Un cocktail molotov explose aux pieds d'un policier à Athènes, le 25 septembre 2013 (AFP / Aris Messinis)
L'image est tyrannique
« A picture is
worth a thousand words », dit-on volontiers
outre-Manche. Oui, mais de quels mots parle-t-on ? Que dit
l’image, quelle foultitude de mots a-t-elle la prétention de remplacer ? Et
surtout, porte-t-elle toujours le même message que le texte qui l’accompagne
?
Le
journalisme d’aujourd’hui marche sur deux jambes: texte et image (fixe ou
animée). Fini le temps où la photo « illustrait » l’article de journal, fini le
temps où elle n’était là que pour donner un supplément de couleurs, un à-côté,
une respiration. A l’ère d’internet, des sites d’information et de la
généralisation du diaporama et de la vidéo comme moyen « d’accrocher » un
lectorat volatil, l’image est information, elle est une des deux jambes du
journalisme, ni plus courte ni plus faible que le texte. D’où l’interrogation
sur ce « millier de mots que vaut une image ».
Comment ce
qui est dit à travers une photo s’articule-t-il avec le texte ? La photo de
presse est-elle toujours « raccord » avec l’article, avec la dépêche qui
l’accompagne ? La production du photographe n’est-elle pas parfois en conflit
avec celle du journaliste texte ? Et si tel est le cas, lequel des deux moyens
d’information dirait le mieux la « vérité » ?

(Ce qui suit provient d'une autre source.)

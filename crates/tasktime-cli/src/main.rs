use clap::{Parser, Subcommand};
use tasktime_core::Config;
use tracing_subscriber::EnvFilter;

mod commands;

#[derive(Parser)]
#[command(name = "tasktime", version, about = "Task and time tracker")]
struct Cli {
    #[command(subcommand)]
    command: Commands,
}

#[derive(Subcommand)]
enum Commands {
    /// Task management
    Task {
        #[command(subcommand)]
        action: commands::task::TaskAction,
    },
    /// Category management
    Category {
        #[command(subcommand)]
        action: commands::category::CategoryAction,
    },
    /// Timer control
    Timer {
        #[command(subcommand)]
        action: commands::timer::TimerAction,
    },
    /// Time statistics
    Stats {
        #[command(subcommand)]
        action: commands::stats::StatsAction,
    },
    /// Daily check-in streak
    Streak {
        #[command(subcommand)]
        action: commands::streak::StreakAction,
    },
    /// Achievements
    Achievements {
        #[command(subcommand)]
        action: commands::achievements::AchievementsAction,
    },
    /// Configuration management
    Config {
        #[command(subcommand)]
        action: commands::config::ConfigAction,
    },
}

fn init_tracing() {
    let filter = EnvFilter::try_from_env("TASKTIME_LOG")
        .unwrap_or_else(|_| EnvFilter::new(Config::load_or_default().logging.level));
    tracing_subscriber::fmt()
        .with_env_filter(filter)
        .with_writer(std::io::stderr)
        .init();
}

fn main() {
    let cli = Cli::parse();
    init_tracing();

    let result = match cli.command {
        Commands::Task { action } => commands::task::run(action),
        Commands::Category { action } => commands::category::run(action),
        Commands::Timer { action } => commands::timer::run(action),
        Commands::Stats { action } => commands::stats::run(action),
        Commands::Streak { action } => commands::streak::run(action),
        Commands::Achievements { action } => commands::achievements::run(action),
        Commands::Config { action } => commands::config::run(action),
    };

    if let Err(e) = result {
        eprintln!("error: {e}");
        std::process::exit(1);
    }
}
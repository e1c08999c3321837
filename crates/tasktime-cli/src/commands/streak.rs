use clap::Subcommand;
use serde_json::json;

use super::{open_tracker, print_json, CliResult};

#[derive(Subcommand)]
pub enum StreakAction {
    /// Check in for today
    CheckIn,
    /// Show current and longest streak
    Show,
    /// Zero the current streak (the longest is kept)
    Reset,
}

pub fn run(action: StreakAction) -> CliResult {
    let mut tracker = open_tracker()?;

    match action {
        StreakAction::CheckIn => {
            let (outcome, events) = tracker.check_in()?;
            print_json(&json!({
                "outcome": outcome,
                "streak": tracker.streak().info(),
                "events": events,
            }))?;
        }
        StreakAction::Show => {
            print_json(&tracker.streak().info())?;
        }
        StreakAction::Reset => {
            tracker.reset_streak()?;
            print_json(&tracker.streak().info())?;
        }
    }
    Ok(())
}
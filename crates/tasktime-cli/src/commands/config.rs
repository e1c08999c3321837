use clap::Subcommand;
use tasktime_core::Config;

use super::{print_json, CliResult};

#[derive(Subcommand)]
pub enum ConfigAction {
    /// Get a config value
    Get {
        /// Dot-separated key (e.g. "timer.pomodoro_work_secs")
        key: String,
    },
    /// Set a config value and save
    Set {
        /// Dot-separated key
        key: String,
        /// New value
        value: String,
    },
    /// List all config values
    List,
    /// Reset config to defaults
    Reset,
    /// Print the config file path
    Path,
}

pub fn run(action: ConfigAction) -> CliResult {
    match action {
        ConfigAction::Get { key } => {
            let config = Config::load()?;
            match config.get(&key) {
                Some(value) => println!("{value}"),
                None => return Err(format!("unknown key: {key}").into()),
            }
        }
        ConfigAction::Set { key, value } => {
            let mut config = Config::load()?;
            config.set(&key, &value)?;
            config.save()?;
            println!("ok");
        }
        ConfigAction::List => {
            print_json(&Config::load()?)?;
        }
        ConfigAction::Reset => {
            Config::default().save()?;
            println!("config reset to defaults");
        }
        ConfigAction::Path => {
            println!("{}", Config::path()?.display());
        }
    }
    Ok(())
}
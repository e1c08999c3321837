//! Time utilities: day/week keys, display formatting and the clock port.
//!
//! Day keys are `YYYY-MM-DD` strings of the *local* calendar date. They are
//! used for grouping sessions and for streak comparison; no duration
//! thresholds are involved, so DST shifts and timezone changes are not
//! compensated for.

use std::sync::atomic::{AtomicI64, Ordering};
use std::sync::Arc;

use chrono::{DateTime, Datelike, Duration, Local, NaiveDate, TimeZone, Utc};

const DAY_KEY_FORMAT: &str = "%Y-%m-%d";

/// Source of "now" in epoch milliseconds.
pub trait Clock: Send + Sync {
    fn now_ms(&self) -> i64;
}

pub type SharedClock = Arc<dyn Clock>;

/// Wall clock.
#[derive(Debug, Default, Clone, Copy)]
pub struct SystemClock;

impl Clock for SystemClock {
    fn now_ms(&self) -> i64 {
        Utc::now().timestamp_millis()
    }
}

/// Settable clock for tests and simulations.
#[derive(Debug, Default)]
pub struct ManualClock {
    now: AtomicI64,
}

impl ManualClock {
    pub fn new(now_ms: i64) -> Self {
        Self {
            now: AtomicI64::new(now_ms),
        }
    }

    /// Clock set to local noon of `date`.
    pub fn at_local_date(date: NaiveDate) -> Self {
        Self::new(local_noon_ms(date))
    }

    pub fn set(&self, now_ms: i64) {
        self.now.store(now_ms, Ordering::SeqCst);
    }

    pub fn advance_ms(&self, ms: i64) {
        self.now.fetch_add(ms, Ordering::SeqCst);
    }

    pub fn advance_secs(&self, secs: i64) {
        self.advance_ms(secs.saturating_mul(1000));
    }

    pub fn advance_days(&self, days: i64) {
        self.advance_ms(days.saturating_mul(24 * 60 * 60 * 1000));
    }
}

impl Clock for ManualClock {
    fn now_ms(&self) -> i64 {
        self.now.load(Ordering::SeqCst)
    }
}

// ── Day / week keys ──────────────────────────────────────────────────

/// Calendar date of an epoch-ms instant in the given zone.
pub fn date_in<Tz: TimeZone>(ms: i64, tz: &Tz) -> NaiveDate {
    DateTime::<Utc>::from_timestamp_millis(ms)
        .unwrap_or_default()
        .with_timezone(tz)
        .date_naive()
}

/// Local calendar date of an epoch-ms instant.
pub fn local_date(ms: i64) -> NaiveDate {
    date_in(ms, &Local)
}

/// Epoch ms of local noon on `date`. Noon is never skipped or repeated by DST.
pub fn local_noon_ms(date: NaiveDate) -> i64 {
    let naive = date.and_hms_opt(12, 0, 0).unwrap_or_default();
    Local
        .from_local_datetime(&naive)
        .earliest()
        .map(|dt| dt.timestamp_millis())
        .unwrap_or_else(|| naive.and_utc().timestamp_millis())
}

pub fn day_key_for(date: NaiveDate) -> String {
    date.format(DAY_KEY_FORMAT).to_string()
}

/// Local day key of an epoch-ms instant.
pub fn day_key(ms: i64) -> String {
    day_key_for(local_date(ms))
}

pub fn day_key_in<Tz: TimeZone>(ms: i64, tz: &Tz) -> String {
    day_key_for(date_in(ms, tz))
}

pub fn parse_day_key(key: &str) -> Option<NaiveDate> {
    NaiveDate::parse_from_str(key, DAY_KEY_FORMAT).ok()
}

/// Sunday that starts the week containing `date`.
pub fn week_start(date: NaiveDate) -> NaiveDate {
    date - Duration::days(i64::from(date.weekday().num_days_from_sunday()))
}

/// Week key: day key of the Sunday starting the instant's local week.
pub fn week_key(ms: i64) -> String {
    day_key_for(week_start(local_date(ms)))
}

/// Monday..Sunday of the week containing `date`.
pub fn week_days(date: NaiveDate) -> Vec<NaiveDate> {
    let monday = date - Duration::days(i64::from(date.weekday().num_days_from_monday()));
    (0..7).map(|i| monday + Duration::days(i)).collect()
}

/// Every date from `start` to `end`, inclusive. Empty when `start > end`.
pub fn dates_between(start: NaiveDate, end: NaiveDate) -> Vec<NaiveDate> {
    start.iter_days().take_while(|d| *d <= end).collect()
}

// ── Display strings ──────────────────────────────────────────────────

/// `45s`, `3m 20s`, `2h 5m`.
pub fn format_time(seconds: u64) -> String {
    if seconds < 60 {
        return format!("{seconds}s");
    }
    let hours = seconds / 3600;
    let minutes = (seconds % 3600) / 60;
    let secs = seconds % 60;
    if hours > 0 {
        format!("{hours}h {minutes}m")
    } else {
        format!("{minutes}m {secs}s")
    }
}

/// `HH:MM:SS`; hours are not wrapped at 24.
pub fn format_hms(seconds: u64) -> String {
    let hours = seconds / 3600;
    let minutes = (seconds % 3600) / 60;
    let secs = seconds % 60;
    format!("{hours:02}:{minutes:02}:{secs:02}")
}

/// `2h 5m` once an hour has passed, `M:SS` before that.
pub fn format_for_display(seconds: u64) -> String {
    let hours = seconds / 3600;
    let minutes = (seconds % 3600) / 60;
    if hours > 0 {
        format!("{hours}h {minutes}m")
    } else {
        format!("{minutes}:{:02}", seconds % 60)
    }
}
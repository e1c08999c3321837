//! Persistence port and its backends.
//!
//! Every store in the core persists as one JSON document under a fixed key.
//! Backends only need `load`/`save`; the document format is owned by the
//! callers.

mod config;
pub mod database;
mod memory;

pub use config::{ApiConfig, Config, LoggingConfig, StorageBackend, StorageConfig, TimerConfig};
pub use database::SqliteStorage;
pub use memory::MemoryStorage;

use std::path::PathBuf;
use std::sync::Arc;

use serde::de::DeserializeOwned;
use serde::Serialize;

use crate::error::{Result, StorageError};

/// Durable key-value storage.
pub trait Storage: Send + Sync {
    fn load(&self, key: &str) -> Result<Option<String>, StorageError>;
    fn save(&self, key: &str, value: &str) -> Result<(), StorageError>;
}

pub type SharedStorage = Arc<dyn Storage>;

/// Decode the document under `key`, or `None` when nothing has been saved yet.
pub fn load_json<T: DeserializeOwned>(storage: &dyn Storage, key: &str) -> Result<Option<T>> {
    match storage.load(key)? {
        None => Ok(None),
        Some(raw) => serde_json::from_str(&raw).map(Some).map_err(|e| {
            StorageError::Corrupt {
                key: key.to_string(),
                message: e.to_string(),
            }
            .into()
        }),
    }
}

pub fn save_json<T: Serialize>(storage: &dyn Storage, key: &str, value: &T) -> Result<()> {
    let raw = serde_json::to_string(value)?;
    storage.save(key, &raw)?;
    Ok(())
}

/// Returns the data directory.
///
/// `TASKTIME_DATA_DIR` wins when set. Otherwise `~/.config/tasktime[-dev]/`,
/// with the `-dev` suffix selected by `TASKTIME_ENV=dev`.
///
/// # Errors
/// Returns an error if creating the directory fails.
pub fn data_dir() -> Result<PathBuf, StorageError> {
    let dir = match std::env::var_os("TASKTIME_DATA_DIR") {
        Some(custom) => PathBuf::from(custom),
        None => {
            let base_dir = dirs::home_dir()
                .unwrap_or_else(|| PathBuf::from("."))
                .join(".config");
            let env = std::env::var("TASKTIME_ENV").unwrap_or_else(|_| "production".to_string());
            if env == "dev" {
                base_dir.join("tasktime-dev")
            } else {
                base_dir.join("tasktime")
            }
        }
    };

    std::fs::create_dir_all(&dir)
        .map_err(|e| StorageError::DataDir(format!("{}: {e}", dir.display())))?;
    Ok(dir)
}
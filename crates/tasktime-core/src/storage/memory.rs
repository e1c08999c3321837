use std::collections::HashMap;
use std::sync::Mutex;

use super::Storage;
use crate::error::StorageError;

/// Process-local storage. Nothing survives the process; used by tests.
#[derive(Debug, Default)]
pub struct MemoryStorage {
    entries: Mutex<HashMap<String, String>>,
}

impl MemoryStorage {
    pub fn new() -> Self {
        Self::default()
    }

    pub fn keys(&self) -> Vec<String> {
        let mut keys: Vec<String> = self
            .entries
            .lock()
            .map(|e| e.keys().cloned().collect())
            .unwrap_or_default();
        keys.sort();
        keys
    }
}

impl Storage for MemoryStorage {
    fn load(&self, key: &str) -> Result<Option<String>, StorageError> {
        let entries = self.entries.lock().map_err(|_| StorageError::Locked)?;
        Ok(entries.get(key).cloned())
    }

    fn save(&self, key: &str, value: &str) -> Result<(), StorageError> {
        let mut entries = self.entries.lock().map_err(|_| StorageError::Locked)?;
        entries.insert(key.to_string(), value.to_string());
        Ok(())
    }
}
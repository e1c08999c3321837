//! Consecutive-day check-in streak.
//!
//! Check-ins are idempotent per local calendar day. A check-in on the day
//! after the last one extends the streak; any larger gap starts over at 1
//! while `longest_streak` is kept.

use serde::{Deserialize, Serialize};
use tracing::{debug, info};

use crate::error::Result;
use crate::storage::{load_json, save_json, SharedStorage};
use crate::time::{day_key_for, local_date, parse_day_key, SharedClock};

pub const STREAK_STORAGE_KEY: &str = "streak-storage";

#[derive(Debug, Clone, Default, PartialEq, Eq, Serialize, Deserialize)]
#[serde(rename_all = "camelCase")]
pub struct StreakRecord {
    #[serde(default)]
    pub current_streak: u32,
    #[serde(default)]
    pub longest_streak: u32,
    /// Day key of the last check-in.
    #[serde(default)]
    pub last_active_date: Option<String>,
}

/// What a check-in did to the streak.
#[derive(Debug, Clone, Copy, PartialEq, Eq, Serialize, Deserialize)]
#[serde(rename_all = "snake_case")]
pub enum CheckInOutcome {
    /// First check-in ever, or the first after a reset.
    Started,
    AlreadyCheckedIn,
    Extended,
    /// The gap since the last check-in was more than one day.
    Broken,
}

#[derive(Debug, Clone, PartialEq, Eq, Serialize, Deserialize)]
#[serde(rename_all = "camelCase")]
pub struct StreakInfo {
    pub current: u32,
    pub longest: u32,
    pub last_active: Option<String>,
}

pub struct StreakTracker {
    storage: SharedStorage,
    clock: SharedClock,
    record: StreakRecord,
}

impl StreakTracker {
    pub fn load(storage: SharedStorage, clock: SharedClock) -> Result<Self> {
        let record = load_json::<StreakRecord>(storage.as_ref(), STREAK_STORAGE_KEY)?.unwrap_or_default();
        Ok(Self {
            storage,
            clock,
            record,
        })
    }

    pub fn record(&self) -> &StreakRecord {
        &self.record
    }

    pub fn current_streak(&self) -> u32 {
        self.record.current_streak
    }

    pub fn longest_streak(&self) -> u32 {
        self.record.longest_streak
    }

    pub fn info(&self) -> StreakInfo {
        StreakInfo {
            current: self.record.current_streak,
            longest: self.record.longest_streak,
            last_active: self.record.last_active_date.clone(),
        }
    }

    /// Record activity for today's local calendar day.
    pub fn check_in_today(&mut self) -> Result<CheckInOutcome> {
        let today = local_date(self.clock.now_ms());
        let today_key = day_key_for(today);
        let last = self.record.last_active_date.as_deref().and_then(parse_day_key);

        let mut next = self.record.clone();
        let outcome = match last {
            None => {
                next.current_streak = 1;
                next.longest_streak = next.longest_streak.max(1);
                CheckInOutcome::Started
            }
            Some(last) if last == today => return Ok(CheckInOutcome::AlreadyCheckedIn),
            Some(last) if today.pred_opt() == Some(last) => {
                next.current_streak += 1;
                next.longest_streak = next.longest_streak.max(next.current_streak);
                CheckInOutcome::Extended
            }
            Some(_) => {
                next.current_streak = 1;
                CheckInOutcome::Broken
            }
        };
        next.last_active_date = Some(today_key);

        save_json(self.storage.as_ref(), STREAK_STORAGE_KEY, &next)?;
        self.record = next;
        info!(
            outcome = ?outcome,
            current = self.record.current_streak,
            longest = self.record.longest_streak,
            "streak check-in"
        );
        Ok(outcome)
    }

    /// Zero the current streak and forget the last check-in. The longest streak is kept.
    pub fn reset(&mut self) -> Result<()> {
        let next = StreakRecord {
            current_streak: 0,
            longest_streak: self.record.longest_streak,
            last_active_date: None,
        };
        save_json(self.storage.as_ref(), STREAK_STORAGE_KEY, &next)?;
        self.record = next;
        debug!("streak reset");
        Ok(())
    }
}
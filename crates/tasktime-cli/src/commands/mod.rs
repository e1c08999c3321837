pub mod achievements;
pub mod category;
pub mod config;
pub mod stats;
pub mod streak;
pub mod task;
pub mod timer;

use serde::Serialize;
use tasktime_core::{Config, Tracker};

pub type CliResult = Result<(), Box<dyn std::error::Error>>;

/// Open the tracker with the on-disk configuration.
pub fn open_tracker() -> Result<Tracker, Box<dyn std::error::Error>> {
    let config = Config::load()?;
    Ok(Tracker::open(config)?)
}

pub fn print_json<T: Serialize + ?Sized>(value: &T) -> CliResult {
    println!("{}", serde_json::to_string_pretty(value)?);
    Ok(())
}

Manifestation contre le parti néonazi Aube dorée à Athènes, le 25
septembre 2013 (AFP / Louisa Gouliamaki)
Athènes,
25 septembre 2013. Un policier tente d’échapper à la gerbe de feu d’un cocktail
Molotov, pendant une manifestation antifasciste. La photo, exceptionnelle
d’effet, d’intensité, de précision, d’esthétisme, prend immédiatement une place
à part, prépondérante, dans la série de clichés qui marque cette journée de
grande mobilisation politique.
Le pas de
côté instinctif du policier dans sa tenue anti-émeutes, la puissance de la
flamme, tout est dit, tout est là, dans cette scène de rues de la capitale
grecque, depuis plusieurs années synonyme de grave crise économique et de
montée inexorable de l’extrémisme de droite.
Ce 25
septembre, l’AFP diffusera de nombreuses photos, très variées, mais cette image
particulière d’Aris Messinis restera « LA » photo du défilé, à tel point que
plusieurs mois plus tard, les journalistes du bureau de l’AFP Athènes y font
spontanément référence, lorsqu’on évoque les protestations contre l’assassinat
du musicien Pavlos Fyssas par un néonazi.
Et en ce
même 25 septembre, « ceux du texte » rendent compte eux aussi, sur le terrain,
du déroulement de cette importante manif. L’AFPTV est sur place également:
bref, tout le monde sur le pont.
(AFP / Aris Messinis)
En ce qui
me concerne, la mobilisation sera plutôt statique: venu pour trois mois assurer
l’intérim de la direction du bureau, je passe la soirée devant mon écran, à
rédiger, relire, coordonner, centraliser les informations des reporters.
Si cette
photo exceptionnelle d’Aris Messinis s’impose, par sa force, comme l’image
emblématique de cette journée, la tonalité va, in fine, s’avérer très
différente, côté texte.
Que dit en
effet la dépêche qui rassemble les principaux éléments des heures précédentes ?
Sous le
titre, «Pavlos vit, brisez les nazis ! » : la
Grèce antifasciste manifeste, cet article, d’environ 700 mots, commence
ainsi:
Des milliers de personnes ont manifesté mercredi à Athènes et
ailleurs en Grèce, appelant à détruire "le monstre du fascisme"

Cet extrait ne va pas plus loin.